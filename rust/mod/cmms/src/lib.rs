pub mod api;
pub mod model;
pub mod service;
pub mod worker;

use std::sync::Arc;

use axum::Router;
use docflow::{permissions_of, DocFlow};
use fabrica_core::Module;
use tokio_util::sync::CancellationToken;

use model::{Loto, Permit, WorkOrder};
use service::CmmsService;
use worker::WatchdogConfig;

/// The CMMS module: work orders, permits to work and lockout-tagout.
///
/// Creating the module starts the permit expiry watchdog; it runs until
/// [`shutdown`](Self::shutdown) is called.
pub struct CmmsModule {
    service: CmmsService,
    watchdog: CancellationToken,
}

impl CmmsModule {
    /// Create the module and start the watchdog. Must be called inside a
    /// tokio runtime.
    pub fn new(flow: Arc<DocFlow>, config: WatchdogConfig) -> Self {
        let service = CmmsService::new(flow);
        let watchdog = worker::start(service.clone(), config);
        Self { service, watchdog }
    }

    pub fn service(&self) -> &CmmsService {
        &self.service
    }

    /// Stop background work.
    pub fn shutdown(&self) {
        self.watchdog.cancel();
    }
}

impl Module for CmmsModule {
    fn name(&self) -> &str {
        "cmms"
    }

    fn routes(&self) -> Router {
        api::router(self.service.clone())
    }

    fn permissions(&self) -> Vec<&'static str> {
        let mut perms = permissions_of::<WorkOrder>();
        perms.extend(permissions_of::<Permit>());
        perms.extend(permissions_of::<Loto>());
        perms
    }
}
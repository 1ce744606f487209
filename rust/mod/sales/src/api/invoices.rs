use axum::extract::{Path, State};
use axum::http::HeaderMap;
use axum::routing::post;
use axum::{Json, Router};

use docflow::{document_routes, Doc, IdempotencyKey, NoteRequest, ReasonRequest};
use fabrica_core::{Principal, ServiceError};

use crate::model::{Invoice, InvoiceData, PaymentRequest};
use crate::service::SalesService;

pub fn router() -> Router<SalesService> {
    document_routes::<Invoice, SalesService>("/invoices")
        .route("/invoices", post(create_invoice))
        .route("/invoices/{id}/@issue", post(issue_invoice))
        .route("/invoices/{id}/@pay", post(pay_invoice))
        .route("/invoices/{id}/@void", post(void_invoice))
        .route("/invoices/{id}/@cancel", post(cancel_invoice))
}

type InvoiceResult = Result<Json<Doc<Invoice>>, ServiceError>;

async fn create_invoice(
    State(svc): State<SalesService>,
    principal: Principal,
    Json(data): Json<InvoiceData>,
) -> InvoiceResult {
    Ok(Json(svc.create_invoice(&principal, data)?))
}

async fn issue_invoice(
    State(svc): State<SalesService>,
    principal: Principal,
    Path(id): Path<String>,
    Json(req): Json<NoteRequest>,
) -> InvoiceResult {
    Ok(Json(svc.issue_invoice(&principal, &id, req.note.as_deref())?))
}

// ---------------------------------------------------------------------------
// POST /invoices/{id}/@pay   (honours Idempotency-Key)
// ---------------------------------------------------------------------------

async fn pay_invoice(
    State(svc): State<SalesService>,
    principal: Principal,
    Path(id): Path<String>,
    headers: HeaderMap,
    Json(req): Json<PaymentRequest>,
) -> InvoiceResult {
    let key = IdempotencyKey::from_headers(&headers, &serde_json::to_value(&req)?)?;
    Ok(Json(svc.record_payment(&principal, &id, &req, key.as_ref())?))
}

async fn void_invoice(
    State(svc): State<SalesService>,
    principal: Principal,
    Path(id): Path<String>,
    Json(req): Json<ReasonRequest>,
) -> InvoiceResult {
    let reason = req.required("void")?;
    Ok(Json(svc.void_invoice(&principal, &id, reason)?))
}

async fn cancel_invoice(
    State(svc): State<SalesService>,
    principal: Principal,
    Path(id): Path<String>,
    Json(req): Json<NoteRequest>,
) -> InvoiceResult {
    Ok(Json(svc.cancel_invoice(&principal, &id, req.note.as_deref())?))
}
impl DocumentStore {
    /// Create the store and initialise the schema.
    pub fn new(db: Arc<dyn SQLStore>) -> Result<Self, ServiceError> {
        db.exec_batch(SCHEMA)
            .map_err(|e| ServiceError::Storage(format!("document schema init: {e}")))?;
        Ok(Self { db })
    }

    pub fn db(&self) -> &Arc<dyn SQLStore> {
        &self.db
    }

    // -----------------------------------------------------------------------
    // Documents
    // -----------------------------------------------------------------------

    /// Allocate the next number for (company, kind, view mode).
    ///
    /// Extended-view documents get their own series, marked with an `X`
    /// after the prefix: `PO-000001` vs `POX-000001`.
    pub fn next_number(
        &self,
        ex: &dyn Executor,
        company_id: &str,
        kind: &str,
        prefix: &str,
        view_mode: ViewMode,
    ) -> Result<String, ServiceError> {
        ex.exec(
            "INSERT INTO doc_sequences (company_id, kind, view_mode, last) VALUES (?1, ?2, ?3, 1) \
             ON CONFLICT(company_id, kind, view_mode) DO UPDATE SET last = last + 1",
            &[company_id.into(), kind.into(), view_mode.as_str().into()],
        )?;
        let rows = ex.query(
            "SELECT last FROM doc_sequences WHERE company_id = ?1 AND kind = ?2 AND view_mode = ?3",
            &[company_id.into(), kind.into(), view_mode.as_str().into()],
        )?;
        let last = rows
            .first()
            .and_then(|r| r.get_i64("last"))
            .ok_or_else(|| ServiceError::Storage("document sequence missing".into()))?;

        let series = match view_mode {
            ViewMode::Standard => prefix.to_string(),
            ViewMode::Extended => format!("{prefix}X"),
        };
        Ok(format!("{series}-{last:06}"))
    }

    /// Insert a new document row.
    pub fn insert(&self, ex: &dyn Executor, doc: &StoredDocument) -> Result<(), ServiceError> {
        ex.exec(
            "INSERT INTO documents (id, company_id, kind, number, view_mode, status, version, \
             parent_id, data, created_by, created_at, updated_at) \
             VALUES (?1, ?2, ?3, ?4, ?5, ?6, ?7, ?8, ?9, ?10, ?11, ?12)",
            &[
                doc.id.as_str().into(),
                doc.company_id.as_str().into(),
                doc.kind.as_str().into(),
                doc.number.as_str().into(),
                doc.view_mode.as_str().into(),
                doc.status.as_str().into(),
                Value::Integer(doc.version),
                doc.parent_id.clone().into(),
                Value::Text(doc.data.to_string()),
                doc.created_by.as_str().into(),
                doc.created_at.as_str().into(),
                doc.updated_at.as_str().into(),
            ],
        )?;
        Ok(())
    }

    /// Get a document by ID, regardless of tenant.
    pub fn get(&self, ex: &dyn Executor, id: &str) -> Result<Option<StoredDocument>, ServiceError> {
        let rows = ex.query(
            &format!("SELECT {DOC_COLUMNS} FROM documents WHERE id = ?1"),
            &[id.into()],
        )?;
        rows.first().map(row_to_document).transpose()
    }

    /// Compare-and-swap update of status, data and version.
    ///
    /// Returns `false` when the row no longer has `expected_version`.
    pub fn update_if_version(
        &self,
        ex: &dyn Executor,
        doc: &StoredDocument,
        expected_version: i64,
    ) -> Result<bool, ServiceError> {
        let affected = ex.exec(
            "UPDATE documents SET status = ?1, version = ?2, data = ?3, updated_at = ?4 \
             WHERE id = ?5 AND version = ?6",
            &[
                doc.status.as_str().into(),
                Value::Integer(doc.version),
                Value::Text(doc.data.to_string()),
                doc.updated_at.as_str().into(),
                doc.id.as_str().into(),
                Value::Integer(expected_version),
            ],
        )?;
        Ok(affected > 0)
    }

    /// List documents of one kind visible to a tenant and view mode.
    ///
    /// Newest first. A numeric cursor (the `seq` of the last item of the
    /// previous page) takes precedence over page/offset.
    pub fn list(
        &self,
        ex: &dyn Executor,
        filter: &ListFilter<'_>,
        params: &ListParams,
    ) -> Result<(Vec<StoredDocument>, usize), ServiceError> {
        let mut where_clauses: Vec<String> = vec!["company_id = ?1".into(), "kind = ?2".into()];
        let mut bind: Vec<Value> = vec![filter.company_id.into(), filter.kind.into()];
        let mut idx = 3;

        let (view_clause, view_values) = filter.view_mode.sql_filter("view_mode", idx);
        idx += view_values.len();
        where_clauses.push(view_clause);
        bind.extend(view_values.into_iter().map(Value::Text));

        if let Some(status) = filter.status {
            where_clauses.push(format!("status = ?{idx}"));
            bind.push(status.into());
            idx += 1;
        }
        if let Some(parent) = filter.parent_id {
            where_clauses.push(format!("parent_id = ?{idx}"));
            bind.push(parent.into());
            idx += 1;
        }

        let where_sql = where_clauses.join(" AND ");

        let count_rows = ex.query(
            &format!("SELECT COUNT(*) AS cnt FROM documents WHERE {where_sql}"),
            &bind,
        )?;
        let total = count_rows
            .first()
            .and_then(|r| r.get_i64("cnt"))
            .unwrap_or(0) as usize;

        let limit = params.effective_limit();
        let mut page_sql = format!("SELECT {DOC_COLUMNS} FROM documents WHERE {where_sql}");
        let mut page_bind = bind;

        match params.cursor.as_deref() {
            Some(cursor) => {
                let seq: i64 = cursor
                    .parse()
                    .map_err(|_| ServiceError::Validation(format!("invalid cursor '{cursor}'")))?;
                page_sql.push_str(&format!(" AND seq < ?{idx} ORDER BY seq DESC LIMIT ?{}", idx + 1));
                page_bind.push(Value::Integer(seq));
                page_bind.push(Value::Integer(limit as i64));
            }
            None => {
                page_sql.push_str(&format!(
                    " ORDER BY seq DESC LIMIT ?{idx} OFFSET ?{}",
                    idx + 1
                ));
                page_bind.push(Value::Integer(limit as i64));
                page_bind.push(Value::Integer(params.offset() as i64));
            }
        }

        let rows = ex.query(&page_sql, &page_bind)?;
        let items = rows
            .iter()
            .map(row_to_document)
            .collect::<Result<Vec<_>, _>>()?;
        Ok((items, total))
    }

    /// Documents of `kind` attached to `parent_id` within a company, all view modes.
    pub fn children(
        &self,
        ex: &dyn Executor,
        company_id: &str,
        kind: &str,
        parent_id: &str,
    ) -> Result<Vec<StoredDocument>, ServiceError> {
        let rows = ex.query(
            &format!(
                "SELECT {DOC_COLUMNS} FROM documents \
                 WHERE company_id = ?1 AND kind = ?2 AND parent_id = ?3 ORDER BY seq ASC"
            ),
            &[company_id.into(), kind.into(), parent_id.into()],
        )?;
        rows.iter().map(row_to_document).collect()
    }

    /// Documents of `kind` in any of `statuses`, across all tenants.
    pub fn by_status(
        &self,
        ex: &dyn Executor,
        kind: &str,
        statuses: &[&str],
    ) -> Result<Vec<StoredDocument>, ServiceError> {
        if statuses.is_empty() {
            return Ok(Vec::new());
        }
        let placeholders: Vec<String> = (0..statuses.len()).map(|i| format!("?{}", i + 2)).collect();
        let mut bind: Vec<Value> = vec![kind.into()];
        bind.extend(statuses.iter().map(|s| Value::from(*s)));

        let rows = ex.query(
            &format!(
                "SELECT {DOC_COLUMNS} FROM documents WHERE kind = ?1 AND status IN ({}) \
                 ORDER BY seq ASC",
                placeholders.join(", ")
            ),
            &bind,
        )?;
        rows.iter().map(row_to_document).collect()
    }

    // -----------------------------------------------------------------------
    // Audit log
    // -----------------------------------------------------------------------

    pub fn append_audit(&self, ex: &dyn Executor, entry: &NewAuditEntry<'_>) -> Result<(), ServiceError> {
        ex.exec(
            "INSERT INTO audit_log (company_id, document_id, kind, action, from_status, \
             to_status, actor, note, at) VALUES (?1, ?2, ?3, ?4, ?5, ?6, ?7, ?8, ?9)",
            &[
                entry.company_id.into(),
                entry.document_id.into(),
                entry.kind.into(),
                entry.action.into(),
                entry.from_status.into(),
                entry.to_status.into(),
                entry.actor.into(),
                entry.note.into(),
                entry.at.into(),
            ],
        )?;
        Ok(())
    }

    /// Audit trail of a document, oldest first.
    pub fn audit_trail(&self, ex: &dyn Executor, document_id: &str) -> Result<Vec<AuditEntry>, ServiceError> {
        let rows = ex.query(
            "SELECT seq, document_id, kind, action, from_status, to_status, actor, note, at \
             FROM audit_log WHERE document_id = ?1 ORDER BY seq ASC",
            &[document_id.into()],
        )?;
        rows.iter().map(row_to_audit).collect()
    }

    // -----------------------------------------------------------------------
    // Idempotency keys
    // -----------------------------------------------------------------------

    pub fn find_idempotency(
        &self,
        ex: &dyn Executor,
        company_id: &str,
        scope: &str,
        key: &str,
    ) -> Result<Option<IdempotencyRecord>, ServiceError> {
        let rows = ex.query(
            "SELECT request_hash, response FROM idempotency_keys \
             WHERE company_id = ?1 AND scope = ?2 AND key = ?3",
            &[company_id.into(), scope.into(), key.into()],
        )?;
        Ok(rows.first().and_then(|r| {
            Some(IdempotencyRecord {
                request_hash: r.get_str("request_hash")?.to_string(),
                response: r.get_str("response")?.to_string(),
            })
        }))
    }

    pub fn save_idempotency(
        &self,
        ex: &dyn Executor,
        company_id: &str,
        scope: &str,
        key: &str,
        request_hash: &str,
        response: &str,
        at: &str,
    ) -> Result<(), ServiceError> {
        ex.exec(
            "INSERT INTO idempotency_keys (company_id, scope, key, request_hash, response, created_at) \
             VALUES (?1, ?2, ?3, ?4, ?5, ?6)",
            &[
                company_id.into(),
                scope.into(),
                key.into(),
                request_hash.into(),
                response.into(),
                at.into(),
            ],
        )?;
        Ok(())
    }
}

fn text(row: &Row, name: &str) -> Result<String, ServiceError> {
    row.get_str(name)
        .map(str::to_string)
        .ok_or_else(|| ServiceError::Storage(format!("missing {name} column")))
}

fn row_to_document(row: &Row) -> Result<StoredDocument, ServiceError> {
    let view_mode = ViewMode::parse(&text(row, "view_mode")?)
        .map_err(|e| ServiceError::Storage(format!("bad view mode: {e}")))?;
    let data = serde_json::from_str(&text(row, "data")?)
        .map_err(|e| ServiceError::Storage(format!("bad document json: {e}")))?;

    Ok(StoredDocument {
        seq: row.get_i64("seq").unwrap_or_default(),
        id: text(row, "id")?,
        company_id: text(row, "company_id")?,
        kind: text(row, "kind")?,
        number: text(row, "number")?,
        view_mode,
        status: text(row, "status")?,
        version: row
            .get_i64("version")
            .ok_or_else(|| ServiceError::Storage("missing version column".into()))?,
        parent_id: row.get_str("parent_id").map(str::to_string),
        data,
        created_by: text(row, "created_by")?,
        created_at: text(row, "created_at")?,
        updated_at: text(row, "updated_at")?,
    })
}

****************************************

PROBLEM STATEMENT -
Look through the entries above for the word "DESC". Say how many lines contain it, using only a number.

WRITTEN RESPONSE -
2